Closed grosu closed 8 years ago
D:\RV-Predict>java -version
java version "1.8.0_60"
Java(TM) SE Runtime Environment (build 1.8.0_60-b27)
Java HotSpot(TM) 64-Bit Server VM (build 25.60-b23, mixed mode)
apparently the z3 libraries are not found. On Linux, one has to set the LD_LIBRARY_PATH for this. On windows there used to work, at least on my machine. Is it possible to have an automated test environment for windows (and MacOS, maybe) like we have Jenkins for linux?
Traian
2015-09-11 14:43 GMT+03:00 Grigore Rosu notifications@github.com:
D:\RV-Predict>java -version java version "1.8.0_60" Java(TM) SE Runtime Environment (build 1.8.0_60-b27) Java HotSpot(TM) 64-Bit Server VM (build 25.60-b23, mixed mode)

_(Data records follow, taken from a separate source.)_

//! # Decoded Frames
//!
//! Converts inbound MAVLink messages into [`Frame`] values: the message name
//! and id, the sender's address, a JSON view of every field, and a typed
//! [`FrameKind`] for the control-plane messages the sync engines consume.
//!
//! The generated dialect carries no extension fields. The mission protocol
//! messages still need `mission_type` to tell plan, fence and rally traffic
//! apart, so it is read from the raw payload right after the base fields.
//! A payload that stops short of it reads as 0 (mission).

use mavlink::{MavHeader, Message};
use serde_json::{Map, Value};

use super::dialect::{
    MavMessage, MISSION_ACK_DATA, MISSION_CLEAR_ALL_DATA, MISSION_COUNT_DATA, MISSION_ITEM_DATA,
    MISSION_ITEM_INT_DATA, MISSION_REQUEST_DATA, MISSION_REQUEST_INT_DATA,
    MISSION_REQUEST_LIST_DATA,
};
use super::items::{FenceItem, MissionItem, ParamEntry, RallyItem};
use super::names;

/// Typed view of the messages the classifier dispatches on
#[derive(Debug, Clone, PartialEq)]
pub enum FrameKind {
    Heartbeat,
    HomePosition,
    ParamValue(ParamEntry),
    MissionCount { count: u16, mission_type: u8 },
    MissionItem(MissionItem),
    MissionAck { result: u8, mission_type: u8 },
    /// MISSION_REQUEST or MISSION_REQUEST_INT from the vehicle
    MissionRequest { seq: u16, mission_type: u8 },
    FencePoint(FenceItem),
    RallyPoint(RallyItem),
    /// Any other message, exposed as raw telemetry
    Telemetry,
}

/// One decoded inbound message
#[derive(Debug, Clone, PartialEq)]
pub struct Frame {
    pub name: String,
    pub id: u32,
    pub system_id: u8,
    pub component_id: u8,
    pub fields: Map<String, Value>,
    pub kind: FrameKind,
}

impl Frame {
    /// Decode a MAVLink message received from the vehicle
    ///
    /// # Arguments
    ///
    /// * `header` - MAVLink header of the received message
    /// * `message` - Decoded message body
    ///
    /// # Returns
    ///
    /// * `Frame` - Name, id, JSON fields and typed kind of the message
    pub fn decode(header: &MavHeader, message: &MavMessage) -> Self {
        Self::from_wire(header, message, &[])
    }

    /// Decode a message together with the payload bytes it was parsed from
    ///
    /// # Arguments
    ///
    /// * `header` - MAVLink header of the received message
    /// * `message` - Decoded message body
    /// * `payload` - Payload as received, used for extension fields
    pub fn from_wire(header: &MavHeader, message: &MavMessage, payload: &[u8]) -> Self {
        let name = message.message_name().to_string();
        let mut fields = json_fields(&name, message);
        let mission_type = mission_type(message, payload);
        if let Some(mission_type) = mission_type {
            fields.insert("mission_type".to_string(), Value::from(mission_type));
        }

        Self {
            id: message.message_id(),
            system_id: header.system_id,
            component_id: header.component_id,
            kind: kind_of(message, mission_type.unwrap_or(0)),
            fields,
            name,
        }
    }

    /// Build a plain telemetry frame
    pub fn telemetry(name: &str, id: u32, fields: Map<String, Value>) -> Self {
        Self {
            name: name.to_string(),
            id,
            system_id: 1,
            component_id: 1,
            fields,
            kind: FrameKind::Telemetry,
        }
    }

    /// Sentinel frame for bytes that could not be decoded
    pub fn bad_data() -> Self {
        Self::telemetry(names::BAD_DATA, 0, Map::new())
    }

    /// Attach a typed kind, keeping the name and fields
    pub fn with_kind(mut self, kind: FrameKind) -> Self {
        self.kind = kind;
        self
    }
}

/// Serialize a message into a flat JSON object of its fields
fn json_fields(name: &str, message: &MavMessage) -> Map<String, Value> {
    match serde_json::to_value(message) {
        Ok(Value::Object(mut object)) => {
            // Externally tagged: {"NAME": {...fields}}
            if object.len() == 1 {
                if let Some(Value::Object(inner)) = object.get(name) {
                    return inner.clone();
                }
            }
            // Internally tagged: {"type": "NAME", ...fields}
            if object.get("type").and_then(Value::as_str) == Some(name) {
                object.remove("type");
            }
            object
        }
        _ => Map::new(),
    }
}

/// `mission_type` extension of the mission protocol messages
fn mission_type(message: &MavMessage, payload: &[u8]) -> Option<u8> {
    let offset = match message {
        MavMessage::MISSION_COUNT(_) => MISSION_COUNT_DATA::ENCODED_LEN,
        MavMessage::MISSION_ITEM(_) => MISSION_ITEM_DATA::ENCODED_LEN,
        MavMessage::MISSION_ITEM_INT(_) => MISSION_ITEM_INT_DATA::ENCODED_LEN,
        MavMessage::MISSION_ACK(_) => MISSION_ACK_DATA::ENCODED_LEN,
        MavMessage::MISSION_REQUEST(_) => MISSION_REQUEST_DATA::ENCODED_LEN,
        MavMessage::MISSION_REQUEST_INT(_) => MISSION_REQUEST_INT_DATA::ENCODED_LEN,
        MavMessage::MISSION_CLEAR_ALL(_) => MISSION_CLEAR_ALL_DATA::ENCODED_LEN,
        MavMessage::MISSION_REQUEST_LIST(_) => MISSION_REQUEST_LIST_DATA::ENCODED_LEN,
        _ => return None,
    };
    Some(payload.get(offset).copied().unwrap_or(0))
}

fn kind_of(message: &MavMessage, mission_type: u8) -> FrameKind {
    match message {
        MavMessage::HEARTBEAT(_) => FrameKind::Heartbeat,
        MavMessage::HOME_POSITION(_) => FrameKind::HomePosition,
        MavMessage::PARAM_VALUE(data) => FrameKind::ParamValue(ParamEntry {
            name: param_id_to_string(&data.param_id),
            value: data.param_value,
            param_type: data.param_type as u8,
            index: data.param_index,
            count: data.param_count,
        }),
        MavMessage::MISSION_COUNT(data) => FrameKind::MissionCount {
            count: data.count,
            mission_type,
        },
        MavMessage::MISSION_ITEM_INT(data) => FrameKind::MissionItem(MissionItem {
            target_system: data.target_system,
            target_component: data.target_component,
            seq: data.seq,
            frame: data.frame as u8,
            command: data.command as u16,
            current: data.current,
            autocontinue: data.autocontinue,
            param1: data.param1,
            param2: data.param2,
            param3: data.param3,
            param4: data.param4,
            x: data.x,
            y: data.y,
            z: data.z,
            mission_type,
        }),
        MavMessage::MISSION_ACK(data) => FrameKind::MissionAck {
            result: data.mavtype as u8,
            mission_type,
        },
        MavMessage::MISSION_REQUEST(data) => FrameKind::MissionRequest {
            seq: data.seq,
            mission_type,
        },
        MavMessage::MISSION_REQUEST_INT(data) => FrameKind::MissionRequest {
            seq: data.seq,
            mission_type,
        },
        MavMessage::FENCE_POINT(data) => FrameKind::FencePoint(FenceItem {
            target_system: data.target_system,
            target_component: data.target_component,
            idx: data.idx,
            count: data.count,
            lat: data.lat,
            lng: data.lng,
        }),
        MavMessage::RALLY_POINT(data) => FrameKind::RallyPoint(RallyItem {
            target_system: data.target_system,
            target_component: data.target_component,
            idx: data.idx,
            count: data.count,
            lat: data.lat,
            lng: data.lng,
            alt: data.alt,
            break_alt: data.break_alt,
            land_dir: data.land_dir,
            flags: data.flags.bits(),
        }),
        _ => FrameKind::Telemetry,
    }
}

/// Convert a NUL padded parameter id into a string
pub fn param_id_to_string(param_id: &[u8; 16]) -> String {
    let end = param_id.iter().position(|&b| b == 0).unwrap_or(param_id.len());
    String::from_utf8_lossy(&param_id[..end]).into_owned()
}

/// Convert a parameter name into a NUL padded parameter id
///
/// Names longer than 16 bytes are truncated.
pub fn param_id_from_str(name: &str) -> [u8; 16] {
    let mut param_id = [0u8; 16];
    let bytes = name.as_bytes();
    let len = bytes.len().min(param_id.len());
    param_id[..len].copy_from_slice(&bytes[..len]);
    param_id
}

— Reply to this email directly or view it on GitHub https://github.com/runtimeverification/rv-predict/issues/557#issuecomment-139523416 .
On Linux, one has to set the LD_LIBRARY_PATH for this.
Is that documented anywhere? Also, is it really needed? We provide z3 as part of the install, so why should we have to also set that environment variable? To me is seems illogical and I would be tempted, as a user, to think of the application as being non-professionally packaged. Please let me know if I am wrong here, because I want to learn this.
Is it possible to have an automated test environment for windows (and MacOS, maybe) like we have Jenkins for linux?
I think we should do that, for all our tools. What do we need?
2015-09-11 15:42 GMT+03:00 Grigore Rosu notifications@github.com:
On Linux, one has to set the LD_LIBRARY_PATH for this.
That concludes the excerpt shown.